= Walinong Sari =

Pahang Malay legendary princess

In Pahang Malay folklore, Walinong Sari (Jawi: ) was a legendary princess of Inderapura renowned for her beauty and fighting skills. The tale of the princess was immortalized in a folk song named after her.

==The legend==
Princess Walinong Sari was said to have lived in Inderapura, in the Old Pahang Kingdom. She is described as an exceptionally beautiful princess with a strong character. Highly skilled with spears and swords, she was renowned for her mastery of silat, the Malay martial art.

As the tales of her beauty and skills spread across the neighboring kingdoms, many came to ask for her hand in marriage, but the princess found none of them acceptable. Her father became worried about finding a suitable husband for his daughter. At the same time, the celestial king, Raja Mambang Segara, whose abode was also Mount Tahan, heard of the princess. He was intrigued by her stories and decided to find out the truth about her. Disguised as an ugly man, he came down from the mountain to look for her.

When he finally got an audience with the princess, Raja Mambang Segara found that she kept her face covered with a veil all the time. He decided to test her silat skills by challenging her to a duel, claiming that he could defeat her. This was a challenge the princess could not resist for she had never lost a fight. At an agreed time and place, the duel started. As both of them were equally good warriors, the duel prolonged for three days and three nights. But at the end of the third day, the princess’s veil fell off, exposing her extraordinary beauty to Raja Mambang Segara for the first time. The king was instantly stunned by her beauty, and immediately fainted.

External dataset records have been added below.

//! Test fixtures and data factories

use super::service::UNKNOWN_FIELD;
use bulkforce::Record;

/// Factory for record collections
pub struct RecordFactory;

impl RecordFactory {
    /// A record with just a `Name`
    pub fn named(name: &str) -> Record {
        Record::new().with("Name", name)
    }

    /// A record carrying a field the service does not know
    pub fn invalid() -> Record {
        Record::new().with(UNKNOWN_FIELD, "MADEUPVALUE")
    }

    /// `n` valid records with distinct names
    pub fn collection(prefix: &str, n: usize) -> Vec<Record> {
        (1..=n)
            .map(|i| Self::named(&format!("{}{}", prefix, i)))
            .collect()
    }

    /// The 4/3/4 collections of the console sample, two invalid records in total
    pub fn sample() -> Vec<Vec<Record>> {
        vec![
            vec![
                Self::named("TestDtAccount1"),
                Self::named("TestDtAccount2"),
                Self::invalid(),
                Self::named("TestDtAccount3"),
            ],
            Self::collection("TestDtAccount", 3),
            vec![
                Self::invalid(),
                Self::named("TestDtAccount7"),
                Self::named("TestDtAccount8"),
                Self::named("TestDtAccount9"),
            ],
        ]
    }
}
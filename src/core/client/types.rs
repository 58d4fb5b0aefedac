//! Wire types for the asynchronous bulk API (JSON content type)

use crate::core::bulk::{BatchState, JobState, OperationKind};
use serde::{Deserialize, Serialize};

/// Body of a job creation request
#[derive(Debug, Clone, Serialize)]
#[serde(rename_all = "camelCase")]
pub struct CreateJobRequest {
    pub operation: OperationKind,
    pub object: String,
    pub content_type: String,
    #[serde(skip_serializing_if = "Option::is_none")]
    pub external_id_field_name: Option<String>,
}

/// Job descriptor returned by the remote service
#[derive(Debug, Clone, PartialEq, Deserialize)]
#[serde(rename_all = "camelCase")]
pub struct JobInfo {
    pub id: String,
    pub state: JobState,
    #[serde(default)]
    pub object: Option<String>,
    #[serde(default)]
    pub operation: Option<OperationKind>,
    #[serde(default)]
    pub number_batches_total: Option<u64>,
}

/// Batch descriptor returned by the remote service
#[derive(Debug, Clone, PartialEq, Deserialize)]
#[serde(rename_all = "camelCase")]
pub struct BatchInfo {
    pub id: String,
    pub job_id: String,
    pub state: BatchState,
    #[serde(default)]
    pub state_message: Option<String>,
    #[serde(default)]
    pub number_records_processed: Option<u64>,
    #[serde(default)]
    pub number_records_failed: Option<u64>,
}

impl BatchInfo {
    /// Descriptor with just the fields the orchestrator reads
    pub fn new(id: impl Into<String>, job_id: impl Into<String>, state: BatchState) -> Self {
        Self {
            id: id.into(),
            job_id: job_id.into(),
            state,
            state_message: None,
            number_records_processed: None,
            number_records_failed: None,
        }
    }
}

/// Error body returned by the bulk endpoints
#[derive(Debug, Clone, Deserialize)]
#[serde(rename_all = "camelCase")]
pub struct RemoteFault {
    pub exception_code: String,
    #[serde(default)]
    pub exception_message: String,
}
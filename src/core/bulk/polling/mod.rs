//! Batch completion discovery
//!
//! [`PollingScheduler`] owns the pending set for one run and sleeps between
//! rounds according to [`Backoff`].

mod backoff;
mod scheduler;

pub use backoff::{delay_after_round, Backoff};
pub use scheduler::{AbandonedBatch, PollOutcome, PollingScheduler};
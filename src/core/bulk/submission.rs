//! Job creation and batch submission

use super::record::Record;
use super::types::{Batch, Job, JobSpec, JobState};
use crate::core::client::BulkApi;
use crate::utils::error::Result;
use std::sync::Arc;
use tracing::info;

/// Turns a job spec plus record collections into remote batches
///
/// Record contents are passed through untouched; field problems show up
/// later in the per-record results.
#[derive(Clone)]
pub struct SubmissionManager {
    api: Arc<dyn BulkApi>,
}

impl SubmissionManager {
    pub fn new(api: Arc<dyn BulkApi>) -> Self {
        Self { api }
    }

    /// Create the job every batch of this run is submitted under
    pub async fn create_job(&self, spec: &JobSpec) -> Result<Job> {
        spec.validate()?;

        let info = self.api.create_job(spec).await?;
        info!(
            job_id = %info.id,
            entity = %spec.entity_type,
            operation = %spec.operation,
            "Created job"
        );

        Ok(Job::new(info.id, spec.entity_type.clone(), spec.operation))
    }

    /// Submit one collection of records as a batch
    pub async fn submit_batch(&self, job: &Job, records: &[Record]) -> Result<Batch> {
        let info = self.api.create_batch(job.id(), records).await?;
        info!(
            job_id = %job.id(),
            batch_id = %info.id,
            records = records.len(),
            state = %info.state,
            "Submitted batch"
        );

        Ok(Batch::new(info.id, job.id(), info.state, records.len())
            .with_state_message(info.state_message))
    }

    /// Close the job so the service stops waiting for more batches
    pub async fn close_job(&self, job: &Job) -> Result<JobState> {
        let info = self.api.close_job(job.id()).await?;
        info!(job_id = %job.id(), state = ?info.state, "Closed job");
        Ok(info.state)
    }
}
//! Remote bulk service interface
//!
//! [`BulkApi`] is the seam between the orchestration logic and the
//! transport. [`ForceBulkClient`] implements it over HTTP; tests substitute
//! scripted fakes.

mod http;
mod types;

pub use http::ForceBulkClient;
pub use types::{BatchInfo, CreateJobRequest, JobInfo, RemoteFault};

use crate::core::bulk::{JobSpec, Record, RecordResult};
use crate::utils::error::Result;
use async_trait::async_trait;

/// Operations consumed from the remote bulk service
///
/// Every call is one request/response exchange.
#[async_trait]
pub trait BulkApi: Send + Sync {
    /// Declare a job for an entity type and operation
    async fn create_job(&self, spec: &JobSpec) -> Result<JobInfo>;

    /// Submit one chunk of records under a job
    async fn create_batch(&self, job_id: &str, records: &[Record]) -> Result<BatchInfo>;

    /// Current state of a batch
    async fn get_batch_state(&self, job_id: &str, batch_id: &str) -> Result<BatchInfo>;

    /// Per-record results of a batch, in submission order
    async fn get_batch_result(&self, job_id: &str, batch_id: &str) -> Result<Vec<RecordResult>>;

    /// Stop accepting batches for a job
    async fn close_job(&self, job_id: &str) -> Result<JobInfo>;
}
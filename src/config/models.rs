//! Configuration data models

use crate::utils::mask_secret;
use serde::{Deserialize, Serialize};
use std::time::Duration;

/// Production login endpoint
pub const PRODUCTION_LOGIN_URL: &str = "https://login.salesforce.com";

/// Sandbox login endpoint
pub const SANDBOX_LOGIN_URL: &str = "https://test.salesforce.com";

/// Path of the OAuth2 token endpoint below the login URL
pub const TOKEN_PATH: &str = "/services/oauth2/token";

/// Default API version
pub fn default_api_version() -> String {
    "52.0".to_string()
}

/// Default initial poll delay in milliseconds
pub fn default_initial_delay_ms() -> u64 {
    1
}

/// Default poll delay growth factor
pub fn default_growth_factor() -> f64 {
    2.0
}

/// Default number of state queries in flight per round
pub fn default_query_concurrency() -> usize {
    1
}

/// Default request timeout in seconds
pub fn default_timeout_secs() -> u64 {
    60
}

/// Default connect timeout in seconds
pub fn default_connect_timeout_secs() -> u64 {
    10
}

/// Default user agent
pub fn default_user_agent() -> String {
    concat!("bulkforce/", env!("CARGO_PKG_VERSION")).to_string()
}

/// Default log level
pub fn default_log_level() -> String {
    "info".to_string()
}

/// Credentials and endpoint selection for the OAuth2 password flow
#[derive(Clone, Serialize, Deserialize)]
#[serde(default)]
pub struct AuthConfig {
    /// Connected app consumer key
    pub client_id: String,
    /// Connected app consumer secret
    pub client_secret: String,
    /// Login username
    pub username: String,
    /// Login password, without the security token
    pub password: String,
    /// Security token appended to the password
    pub security_token: String,
    /// Authenticate against the sandbox login endpoint
    pub is_sandbox: bool,
    /// Explicit login URL, overrides `is_sandbox`
    pub login_url: Option<String>,
    /// API version used for bulk calls
    pub api_version: String,
}

impl Default for AuthConfig {
    fn default() -> Self {
        Self {
            client_id: String::new(),
            client_secret: String::new(),
            username: String::new(),
            password: String::new(),
            security_token: String::new(),
            is_sandbox: false,
            login_url: None,
            api_version: default_api_version(),
        }
    }
}

impl AuthConfig {
    /// Login URL selected by `login_url` or the sandbox flag
    pub fn login_url(&self) -> &str {
        match &self.login_url {
            Some(url) => url.as_str(),
            None if self.is_sandbox => SANDBOX_LOGIN_URL,
            None => PRODUCTION_LOGIN_URL,
        }
    }

    /// Full token endpoint URL
    pub fn token_url(&self) -> String {
        format!("{}{}", self.login_url().trim_end_matches('/'), TOKEN_PATH)
    }

    /// Password as sent to the token endpoint
    pub fn effective_password(&self) -> String {
        format!("{}{}", self.password, self.security_token)
    }
}

impl std::fmt::Debug for AuthConfig {
    fn fmt(&self, f: &mut std::fmt::Formatter<'_>) -> std::fmt::Result {
        f.debug_struct("AuthConfig")
            .field("client_id", &mask_secret(&self.client_id))
            .field("client_secret", &"[REDACTED]")
            .field("username", &self.username)
            .field("password", &"[REDACTED]")
            .field("security_token", &"[REDACTED]")
            .field("is_sandbox", &self.is_sandbox)
            .field("login_url", &self.login_url)
            .field("api_version", &self.api_version)
            .finish()
    }
}

/// Whole milliseconds, rounded up so a non-zero duration never becomes zero
fn ceil_millis(duration: Duration) -> u64 {
    let millis = duration.as_millis();
    let rounded = if duration.subsec_nanos() % 1_000_000 == 0 {
        millis
    } else {
        millis + 1
    };
    u64::try_from(rounded).unwrap_or(u64::MAX)
}

/// Polling back-off policy
///
/// The delay after round `k` is `initial_delay * growth_factor^(k-1)`. With
/// the defaults there is no cap and no deadline.
#[derive(Debug, Clone, Serialize, Deserialize)]
#[serde(default)]
pub struct PollConfig {
    /// Delay after the first round, in milliseconds
    pub initial_delay_ms: u64,
    /// Multiplier applied to the delay after every round
    pub growth_factor: f64,
    /// Upper bound for the delay, in milliseconds
    pub max_delay_ms: Option<u64>,
    /// Overall polling budget, in milliseconds
    pub deadline_ms: Option<u64>,
    /// Consecutive transient failures after which a batch is abandoned
    pub max_transient_failures: Option<u32>,
    /// State queries in flight per round
    pub query_concurrency: usize,
}

impl Default for PollConfig {
    fn default() -> Self {
        Self {
            initial_delay_ms: default_initial_delay_ms(),
            growth_factor: default_growth_factor(),
            max_delay_ms: None,
            deadline_ms: None,
            max_transient_failures: None,
            query_concurrency: default_query_concurrency(),
        }
    }
}

impl PollConfig {
    /// Create a new config
    pub fn new() -> Self {
        Self::default()
    }

    /// Set the initial delay
    pub fn with_initial_delay(mut self, delay: Duration) -> Self {
        self.initial_delay_ms = ceil_millis(delay);
        self
    }

    /// Set the growth factor
    pub fn with_growth_factor(mut self, factor: f64) -> Self {
        self.growth_factor = factor;
        self
    }

    /// Cap the delay
    pub fn with_max_delay(mut self, delay: Duration) -> Self {
        self.max_delay_ms = Some(ceil_millis(delay));
        self
    }

    /// Set an overall polling deadline
    pub fn with_deadline(mut self, deadline: Duration) -> Self {
        self.deadline_ms = Some(ceil_millis(deadline));
        self
    }

    /// Abandon a batch after this many consecutive transient failures
    pub fn with_max_transient_failures(mut self, limit: u32) -> Self {
        self.max_transient_failures = Some(limit);
        self
    }

    /// Set query concurrency
    pub fn with_query_concurrency(mut self, concurrency: usize) -> Self {
        self.query_concurrency = concurrency.max(1);
        self
    }

    /// Initial delay as a `Duration`
    pub fn initial_delay(&self) -> Duration {
        Duration::from_millis(self.initial_delay_ms)
    }

    /// Delay cap as a `Duration`
    pub fn max_delay(&self) -> Option<Duration> {
        self.max_delay_ms.map(Duration::from_millis)
    }

    /// Deadline as a `Duration`
    pub fn deadline(&self) -> Option<Duration> {
        self.deadline_ms.map(Duration::from_millis)
    }
}

/// HTTP client settings
#[derive(Debug, Clone, Serialize, Deserialize)]
#[serde(default)]
pub struct ClientSettings {
    /// Request timeout in seconds
    pub timeout_secs: u64,
    /// Connect timeout in seconds
    pub connect_timeout_secs: u64,
    /// User agent string
    pub user_agent: String,
}

impl Default for ClientSettings {
    fn default() -> Self {
        Self {
            timeout_secs: default_timeout_secs(),
            connect_timeout_secs: default_connect_timeout_secs(),
            user_agent: default_user_agent(),
        }
    }
}

/// Log output format
#[derive(Debug, Clone, Copy, Default, PartialEq, Eq, Serialize, Deserialize)]
#[serde(rename_all = "lowercase")]
pub enum LogFormat {
    #[default]
    Text,
    Json,
}

impl std::str::FromStr for LogFormat {
    type Err = String;

    fn from_str(s: &str) -> Result<Self, Self::Err> {
        match s.to_lowercase().as_str() {
            "text" => Ok(LogFormat::Text),
            "json" => Ok(LogFormat::Json),
            other => Err(format!("unknown log format: {}", other)),
        }
    }
}

/// Logging settings
#[derive(Debug, Clone, Serialize, Deserialize)]
#[serde(default)]
pub struct LoggingConfig {
    /// Filter directive, e.g. `info` or `bulkforce=debug`
    pub level: String,
    /// Output format
    pub format: LogFormat,
}

impl Default for LoggingConfig {
    fn default() -> Self {
        Self {
            level: default_log_level(),
            format: LogFormat::Text,
        }
    }
}
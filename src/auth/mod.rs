//! Credential exchange
//!
//! Obtains an access token and instance URL through the OAuth2
//! username/password flow. The bulk client only needs the resulting
//! [`Session`]; how it was obtained stays behind [`Authenticator`].

use crate::config::AuthConfig;
use crate::utils::error::{BulkError, Result};
use crate::utils::{mask_secret, truncate_string};
use async_trait::async_trait;
use reqwest::Client;
use serde::Deserialize;
use tracing::{debug, info};

/// Authenticated session with the remote service
#[derive(Clone, PartialEq, Eq)]
pub struct Session {
    /// Bearer/session token
    pub access_token: String,
    /// Base URL of the org instance
    pub instance_url: String,
    /// API version, e.g. `52.0`
    pub api_version: String,
}

impl Session {
    pub fn new(
        access_token: impl Into<String>,
        instance_url: impl Into<String>,
        api_version: impl Into<String>,
    ) -> Self {
        let api_version: String = api_version.into();
        Self {
            access_token: access_token.into(),
            instance_url: instance_url.into(),
            api_version: api_version.trim_start_matches('v').to_string(),
        }
    }
}

impl std::fmt::Debug for Session {
    fn fmt(&self, f: &mut std::fmt::Formatter<'_>) -> std::fmt::Result {
        f.debug_struct("Session")
            .field("access_token", &mask_secret(&self.access_token))
            .field("instance_url", &self.instance_url)
            .field("api_version", &self.api_version)
            .finish()
    }
}

/// Exchanges credentials for a session
#[async_trait]
pub trait Authenticator: Send + Sync {
    async fn authenticate(&self, config: &AuthConfig) -> Result<Session>;
}

#[derive(Debug, Deserialize)]
struct TokenResponse {
    access_token: String,
    instance_url: String,
}

#[derive(Debug, Deserialize)]
struct TokenError {
    error: String,
    #[serde(default)]
    error_description: Option<String>,
}

/// OAuth2 password grant against the configured login endpoint
#[derive(Debug, Clone)]
pub struct PasswordFlowAuthenticator {
    http: Client,
}

impl PasswordFlowAuthenticator {
    pub fn new(http: Client) -> Self {
        Self { http }
    }
}

#[async_trait]
impl Authenticator for PasswordFlowAuthenticator {
    async fn authenticate(&self, config: &AuthConfig) -> Result<Session> {
        let token_url = config.token_url();
        info!(username = %config.username, url = %token_url, "Authenticating");

        let password = config.effective_password();
        let form = [
            ("grant_type", "password"),
            ("client_id", config.client_id.as_str()),
            ("client_secret", config.client_secret.as_str()),
            ("username", config.username.as_str()),
            ("password", password.as_str()),
        ];

        let response = self
            .http
            .post(&token_url)
            .form(&form)
            .send()
            .await
            .map_err(|e| BulkError::AuthenticationFailed(format!("token request failed: {}", e)))?;

        let status = response.status();
        let body = response.text().await?;

        if !status.is_success() {
            let reason = match serde_json::from_str::<TokenError>(&body) {
                Ok(err) => match err.error_description {
                    Some(description) => format!("{}: {}", err.error, description),
                    None => err.error,
                },
                Err(_) => format!("HTTP {}: {}", status.as_u16(), truncate_string(&body, 200)),
            };
            return Err(BulkError::AuthenticationFailed(reason));
        }

        let token: TokenResponse = serde_json::from_str(&body).map_err(|e| {
            BulkError::AuthenticationFailed(format!("unexpected token response: {}", e))
        })?;

        let session = Session::new(token.access_token, token.instance_url, &config.api_version);
        debug!(?session, "Authenticated");
        Ok(session)
    }
}
//! Configuration validation

use super::models::*;
use tracing::debug;
use url::Url;

/// Validation trait for configuration structures
pub trait Validate {
    fn validate(&self) -> Result<(), String>;
}

impl Validate for AuthConfig {
    fn validate(&self) -> Result<(), String> {
        debug!("Validating auth configuration");

        let required = [
            ("client_id", &self.client_id),
            ("client_secret", &self.client_secret),
            ("username", &self.username),
            ("password", &self.password),
        ];
        for (name, value) in required {
            if value.trim().is_empty() {
                return Err(format!("{} is required", name));
            }
        }

        let url = Url::parse(self.login_url())
            .map_err(|e| format!("login URL has invalid format: {}", e))?;
        if !matches!(url.scheme(), "http" | "https") {
            return Err(format!(
                "login URL must use http:// or https:// scheme, got: {}",
                url.scheme()
            ));
        }

        if self.api_version.trim().is_empty() {
            return Err("api_version cannot be empty".to_string());
        }

        Ok(())
    }
}

impl Validate for PollConfig {
    fn validate(&self) -> Result<(), String> {
        if self.initial_delay_ms == 0 {
            return Err("Initial poll delay must be greater than 0".to_string());
        }

        if !self.growth_factor.is_finite() || self.growth_factor < 1.0 {
            return Err("Poll growth factor must be at least 1.0".to_string());
        }

        if let Some(max) = self.max_delay_ms {
            if max < self.initial_delay_ms {
                return Err("Max poll delay must not be below the initial delay".to_string());
            }
        }

        if self.deadline_ms == Some(0) {
            return Err("Poll deadline must be greater than 0".to_string());
        }

        if self.max_transient_failures == Some(0) {
            return Err("Max transient failures must be greater than 0".to_string());
        }

        if self.query_concurrency == 0 {
            return Err("Query concurrency must be greater than 0".to_string());
        }

        Ok(())
    }
}

impl Validate for ClientSettings {
    fn validate(&self) -> Result<(), String> {
        if self.timeout_secs == 0 {
            return Err("Request timeout must be greater than 0".to_string());
        }

        if self.connect_timeout_secs == 0 {
            return Err("Connect timeout must be greater than 0".to_string());
        }

        Ok(())
    }
}
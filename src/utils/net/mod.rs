//! Network utilities
//!
//! This module provides HTTP client construction shared by the credential
//! exchange and the bulk client.

pub mod http;

pub use http::*;
//! Result fetching and flattening

use super::result::{BatchResult, RecordOutcome};
use super::types::Batch;
use crate::core::client::BulkApi;
use crate::utils::error::{BulkError, Result};
use std::sync::Arc;
use tracing::{debug, info, warn};

/// Fetches result sets of terminal batches and flattens them into one
/// per-record outcome list
#[derive(Clone)]
pub struct ResultAggregator {
    api: Arc<dyn BulkApi>,
}

impl ResultAggregator {
    pub fn new(api: Arc<dyn BulkApi>) -> Self {
        Self { api }
    }

    /// Fetch and store the result set of one terminal batch
    ///
    /// Fails with [`BulkError::InvalidState`] without touching the network
    /// when the batch is not terminal yet. A batch whose results were already
    /// fetched returns the stored set.
    pub async fn fetch_results(&self, batch: &mut Batch) -> Result<BatchResult> {
        if !batch.is_terminal() {
            return Err(BulkError::InvalidState {
                batch_id: batch.id().to_string(),
                state: batch.state().to_string(),
            });
        }

        if let Some(result) = batch.result() {
            return Ok(result.clone());
        }

        let items = self.api.get_batch_result(batch.job_id(), batch.id()).await?;
        if items.len() != batch.record_count() {
            return Err(BulkError::ResultCountMismatch {
                batch_id: batch.id().to_string(),
                expected: batch.record_count(),
                actual: items.len(),
            });
        }

        let result = BatchResult::new(batch.id(), items);
        debug!(
            batch_id = %batch.id(),
            records = result.len(),
            failed = result.failure_count(),
            "Fetched batch results"
        );
        batch.set_result(result.clone())?;
        Ok(result)
    }

    /// Fetch every batch's results and concatenate them in the given order
    ///
    /// The first fetch failure is returned as-is; no outcome is made up for
    /// the failing batch.
    pub async fn aggregate(&self, batches: Vec<Batch>) -> Result<Vec<RecordOutcome>> {
        let mut outcomes = Vec::with_capacity(batches.iter().map(Batch::record_count).sum());

        for mut batch in batches {
            let result = self.fetch_results(&mut batch).await?;
            outcomes.extend(tag_outcomes(result));
        }

        info!(outcomes = outcomes.len(), "Aggregated batch results");
        Ok(outcomes)
    }

    /// Like [`aggregate`](Self::aggregate), but a failed fetch only costs
    /// that batch's outcomes
    ///
    /// Every batch is attempted. Batches whose results could not be fetched
    /// come back in [`Aggregated::unfetched`] with their error.
    pub async fn aggregate_all(&self, batches: Vec<Batch>) -> Aggregated {
        let mut aggregated = Aggregated {
            outcomes: Vec::with_capacity(batches.iter().map(Batch::record_count).sum()),
            unfetched: Vec::new(),
        };

        for mut batch in batches {
            match self.fetch_results(&mut batch).await {
                Ok(result) => aggregated.outcomes.extend(tag_outcomes(result)),
                Err(error) => {
                    warn!(batch_id = %batch.id(), error = %error, "Could not fetch batch results");
                    aggregated.unfetched.push(FailedFetch { batch, error });
                }
            }
        }

        info!(
            outcomes = aggregated.outcomes.len(),
            unfetched = aggregated.unfetched.len(),
            "Aggregated batch results"
        );
        aggregated
    }
}

/// A terminal batch whose result set could not be fetched
#[derive(Debug)]
pub struct FailedFetch {
    pub batch: Batch,
    pub error: BulkError,
}

/// Outcomes gathered so far plus the batches that could not be fetched
#[derive(Debug, Default)]
pub struct Aggregated {
    pub outcomes: Vec<RecordOutcome>,
    pub unfetched: Vec<FailedFetch>,
}

fn tag_outcomes(result: BatchResult) -> impl Iterator<Item = RecordOutcome> {
    let batch_id = result.batch_id;
    result
        .items
        .into_iter()
        .enumerate()
        .map(move |(position, result)| RecordOutcome {
            batch_id: batch_id.clone(),
            position,
            result,
        })
}
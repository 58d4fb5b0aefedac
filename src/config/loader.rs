//! Environment variable overlay

use super::BulkConfig;
use crate::utils::error::{BulkError, Result};
use std::str::FromStr;
use tracing::debug;

fn parse_var<T>(key: &str, value: &str) -> Result<T>
where
    T: FromStr,
    T::Err: std::fmt::Display,
{
    value
        .trim()
        .parse()
        .map_err(|e| BulkError::Config(format!("Invalid {}: {}", key, e)))
}

/// Case-insensitive boolean, accepting `true`/`false`, `1`/`0` and `yes`/`no`
pub fn parse_flag(value: &str) -> Option<bool> {
    match value.trim().to_lowercase().as_str() {
        "true" | "1" | "yes" => Some(true),
        "false" | "0" | "no" | "" => Some(false),
        _ => None,
    }
}

impl BulkConfig {
    /// Overlay values found through `lookup` onto this configuration
    pub fn apply_env<F>(&mut self, lookup: F) -> Result<()>
    where
        F: Fn(&str) -> Option<String>,
    {
        debug!("Applying environment overrides");

        // Credentials
        if let Some(v) = lookup("SF_CONSUMER_KEY") {
            self.auth.client_id = v;
        }
        if let Some(v) = lookup("SF_CONSUMER_SECRET") {
            self.auth.client_secret = v;
        }
        if let Some(v) = lookup("SF_USERNAME") {
            self.auth.username = v;
        }
        if let Some(v) = lookup("SF_PASSWORD") {
            self.auth.password = v;
        }
        if let Some(v) = lookup("SF_SECURITY_TOKEN") {
            self.auth.security_token = v;
        }
        if let Some(v) = lookup("SF_IS_SANDBOX") {
            self.auth.is_sandbox = parse_flag(&v).ok_or_else(|| {
                BulkError::Config(format!("Invalid SF_IS_SANDBOX: {}", v))
            })?;
        }
        if let Some(v) = lookup("SF_LOGIN_URL") {
            self.auth.login_url = Some(v);
        }
        if let Some(v) = lookup("SF_API_VERSION") {
            self.auth.api_version = v;
        }

        // Polling
        if let Some(v) = lookup("BULK_POLL_INITIAL_DELAY_MS") {
            self.polling.initial_delay_ms = parse_var("BULK_POLL_INITIAL_DELAY_MS", &v)?;
        }
        if let Some(v) = lookup("BULK_POLL_GROWTH_FACTOR") {
            self.polling.growth_factor = parse_var("BULK_POLL_GROWTH_FACTOR", &v)?;
        }
        if let Some(v) = lookup("BULK_POLL_MAX_DELAY_MS") {
            self.polling.max_delay_ms = Some(parse_var("BULK_POLL_MAX_DELAY_MS", &v)?);
        }
        if let Some(v) = lookup("BULK_POLL_DEADLINE_MS") {
            self.polling.deadline_ms = Some(parse_var("BULK_POLL_DEADLINE_MS", &v)?);
        }
        if let Some(v) = lookup("BULK_POLL_MAX_TRANSIENT_FAILURES") {
            self.polling.max_transient_failures =
                Some(parse_var("BULK_POLL_MAX_TRANSIENT_FAILURES", &v)?);
        }
        if let Some(v) = lookup("BULK_POLL_QUERY_CONCURRENCY") {
            self.polling.query_concurrency = parse_var("BULK_POLL_QUERY_CONCURRENCY", &v)?;
        }

        // Client and logging
        if let Some(v) = lookup("BULK_HTTP_TIMEOUT_SECS") {
            self.client.timeout_secs = parse_var("BULK_HTTP_TIMEOUT_SECS", &v)?;
        }
        if let Some(v) = lookup("BULK_LOG_LEVEL") {
            self.logging.level = v;
        }
        if let Some(v) = lookup("BULK_LOG_FORMAT") {
            self.logging.format = v.parse().map_err(BulkError::Config)?;
        }

        Ok(())
    }
}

When they washed him, his true appearance emerged and Princess Walinong Sari fell in love with him. But when the celestial king’s father, Raja Laksamana Petir, saw the events unfold from the peak of Mount Tahan, he became very angry, for no celestial being could faint or lose a fight with a mere mortal beauty. He threw bolts of thunder and lightning at Inderapura, and, when the storm was over, Raja Mambang Segara had disappeared into thin air. Later that night, Princess Walinong Sari had a dream, in which a wise man told her that Raja Mambang Segara was the celestial king of Mount Tahan. After she awoke the next day, she disappeared from the palace to look for her beloved, never to be seen again.

==Folk song==
The story is referenced in the folk song Walinong Sari. Among the earliest contemporary renditions of the song was by Rafeah Buang who included the song in her album Bingkisan dari Pahang which she dedicated solely to Pahang folk songs. Another famous rendition was by Siti Nurhaliza, who included the song in her duet album, Seri Balas (1999).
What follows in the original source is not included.